Dalai Lama: "I don't think that in the term clear light, light should be taken literally. It is sort of metaphoric. This could have its roots in our terminology of mental will. According to Buddhism, all consciousness or all cognitive mental events are said to be in the nature of clarity and luminosity. So it is from that point of view that the choice of the term light is used. Clear light is the most subtle level of mind, which can be seen as the basis or the source from which eventual experience or realisation of Buddhahood, Buddha's wisdom might come about, therefore it is called clear light. Clear light is a state of mind which becomes fully manifest only as a consequence of certain sequences or stages of dissolution, where the mind becomes devoid of certain types of obscurations, which are again metaphorically described in terms of sun-like, moonlike and darkness. These refer to the earlier three stages of dissolution which are technically called, including the clear light stage, the four empties. At the final stage of dissolution the mind is totally free of all these factors of obscuration. Therefore it is called clear light. Sort of a light. It is also possible to understand the usage of the term clear light in terms of the nature of mind itself. Mind or consciousness is a phenomena which lacks any obstructive quality. It is non-obstructed."

The great master Jamgon Kongtrul Lodro Taye describes in The Treasury of Knowledge, Book Six, Part Four: Systems of Buddhist Tantra, The Indestructible Way of Secret Mantra:

"The indivisible nature of mind is said to possess a "mobile quality." This mobile quality is described as currents of energy which flow through the channels of various parts of the body, presiding over physical as well as mental functions, and pass through the nostrils as breathing. Such currents of energy, called "winds" (rlung, vayu), serve as the bridge between body and mind.

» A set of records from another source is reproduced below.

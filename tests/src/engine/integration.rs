#![cfg(test)]
use std::fs;
use std::sync::atomic::{AtomicUsize, Ordering};
use std::sync::{Arc, Mutex};
use std::time::Duration;

use bugscan_common::utils::format;
use bugscan_core::console::MemoryConsole;
use bugscan_core::{Ctx, Job, QueueScanner, ScanSummary};

fn add_hosts(scanner: &mut QueueScanner, count: usize) {
    for i in 0..count {
        let host: String = format!("host-{i}.example");
        scanner.add(Job::new(host.clone(), host));
    }
}

/// Reports every job as a success with a fake address.
async fn echo_probe(ctx: Arc<Ctx>, job: Job) {
    let row: String = format::row("10.0.0.1", job.name());
    ctx.scan_success(row.clone());
    ctx.log(row);
}

#[tokio::test]
async fn attempts_every_job_once_for_any_thread_count() {
    for threads in [1, 64, 150] {
        let calls = Arc::new(AtomicUsize::new(0));
        let seen = Arc::new(Mutex::new(Vec::<String>::new()));

        let mut scanner = QueueScanner::new(threads, {
            let calls = calls.clone();
            let seen = seen.clone();
            move |_ctx: Arc<Ctx>, job: Job| {
                calls.fetch_add(1, Ordering::SeqCst);
                seen.lock().unwrap().push(job.name().to_string());
                async {}
            }
        })
        .with_console(MemoryConsole::new());
        add_hosts(&mut scanner, 150);

        let summary: ScanSummary = scanner.start().await;

        assert_eq!(summary.attempted, 150, "threads = {threads}");
        assert_eq!(calls.load(Ordering::SeqCst), 150, "threads = {threads}");

        let mut seen: Vec<String> = seen.lock().unwrap().clone();
        seen.sort();
        seen.dedup();
        assert_eq!(seen.len(), 150, "a job ran twice with threads = {threads}");
    }
}

#[tokio::test]
async fn never_exceeds_thread_count() {
    const THREADS: usize = 5;
    let active = Arc::new(AtomicUsize::new(0));
    let peak = Arc::new(AtomicUsize::new(0));

    let mut scanner = QueueScanner::new(THREADS, {
        let active = active.clone();
        let peak = peak.clone();
        move |_ctx: Arc<Ctx>, _job: Job| {
            let active = active.clone();
            let peak = peak.clone();
            async move {
                let now: usize = active.fetch_add(1, Ordering::SeqCst) + 1;
                peak.fetch_max(now, Ordering::SeqCst);
                tokio::time::sleep(Duration::from_millis(10)).await;
                active.fetch_sub(1, Ordering::SeqCst);
            }
        }
    })
    .with_console(MemoryConsole::new());
    add_hosts(&mut scanner, 60);

    scanner.start().await;

    let peak: usize = peak.load(Ordering::SeqCst);
    assert!(peak >= 1);
    assert!(peak <= THREADS, "{peak} probes ran at once");
}

#[tokio::test]
async fn console_and_output_file_hold_identical_rows() {
    let dir = tempfile::tempdir().unwrap();
    let path = dir.path().join("save.txt");
    let console = MemoryConsole::new();

    let mut scanner = QueueScanner::new(8, echo_probe).with_console(console.clone());
    add_hosts(&mut scanner, 40);
    scanner.set_output_file(&path);

    let summary: ScanSummary = scanner.start().await;

    let mut on_screen: Vec<String> = console.lines();
    let mut in_file: Vec<String> = fs::read_to_string(&path)
        .unwrap()
        .lines()
        .map(String::from)
        .collect();
    let mut collected: Vec<String> = summary.successes.clone();
    on_screen.sort();
    in_file.sort();
    collected.sort();

    assert_eq!(in_file.len(), 40);
    assert_eq!(on_screen, in_file);
    assert_eq!(collected, in_file);
}

#[tokio::test]
async fn output_file_grows_with_every_success() {
    let dir = tempfile::tempdir().unwrap();
    let path = dir.path().join("save.txt");
    let observed = Arc::new(Mutex::new(Vec::<usize>::new()));

    let mut scanner = QueueScanner::new(1, {
        let path = path.clone();
        let observed = observed.clone();
        move |ctx: Arc<Ctx>, job: Job| {
            ctx.scan_success(format::row("10.0.0.1", job.name()));
            let rows: usize = fs::read_to_string(&path).map(|c| c.lines().count()).unwrap_or(0);
            observed.lock().unwrap().push(rows);
            async {}
        }
    })
    .with_console(MemoryConsole::new());
    add_hosts(&mut scanner, 5);
    scanner.set_output_file(&path);

    scanner.start().await;

    assert_eq!(*observed.lock().unwrap(), vec![1, 2, 3, 4, 5]);
}

#[tokio::test]
async fn unwritable_output_keeps_results_in_memory() {
    let dir = tempfile::tempdir().unwrap();
    let path = dir.path().join("missing-dir").join("save.txt");
    let console = MemoryConsole::new();

    let mut scanner = QueueScanner::new(4, echo_probe).with_console(console.clone());
    add_hosts(&mut scanner, 10);
    scanner.set_output_file(&path);

    let summary: ScanSummary = scanner.start().await;

    assert_eq!(summary.successes.len(), 10);
    assert_eq!(console.lines().len(), 10);
    assert!(!path.exists());
}

#[tokio::test]
async fn crashing_probe_loses_only_its_own_job() {
    let mut scanner = QueueScanner::new(3, |ctx: Arc<Ctx>, job: Job| async move {
        if job.name() == "host-7.example" {
            panic!("unexpected fault");
        }
        echo_probe(ctx, job).await;
    })
    .with_console(MemoryConsole::new());
    add_hosts(&mut scanner, 20);

    let summary: ScanSummary = scanner.start().await;

    assert_eq!(summary.attempted, 20);
    assert_eq!(summary.faulted, 1);
    assert_eq!(summary.successes.len(), 19);
    assert!(!summary.successes.iter().any(|row| row.contains("host-7.example")));
}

The winds are a blend of two types of energy, one associated with emotionality, called karmic or conditioned wind (las kyi rlung), and the other related to the original state of the individual, called pristine awareness wind (ye shes kyi rlung). Distinguished in terms of the three principles, darkness (tamas), mobility (rajas), and buoyancy (sattva), winds are of three types: wind of Rahu, solar wind, and lunar wind. Moreover, the winds are differentiated as the five root winds (rtsa ba'i rlung), the natures of the five elements, and five branch winds (yan lag gi rlung), produced through the five elemental transformations. The winds of the five elements, or five mandalas, flow back and forth through the right and left nostrils in the order of generation of the elements and of birth (first space, then wind, fire, water, earth) and in the order of dissolution of the elements and of death (first earth, then water, and so on), respectively. In one day, they are exhaled and inhaled 21,600 times, divided between the two nostrils, a time corresponding to eight periods or watches (thun). The outward movement of these energy currents as the breath diminishes the strength of the wind associated with pristine awareness. Therefore, when outward movement increases, there occur signs of death. If the winds are held inside, pristine awareness wind is strengthened. Hence, many extraordinary powers such as longevity are gained through breath control techniques for "holding the winds" in the central channel."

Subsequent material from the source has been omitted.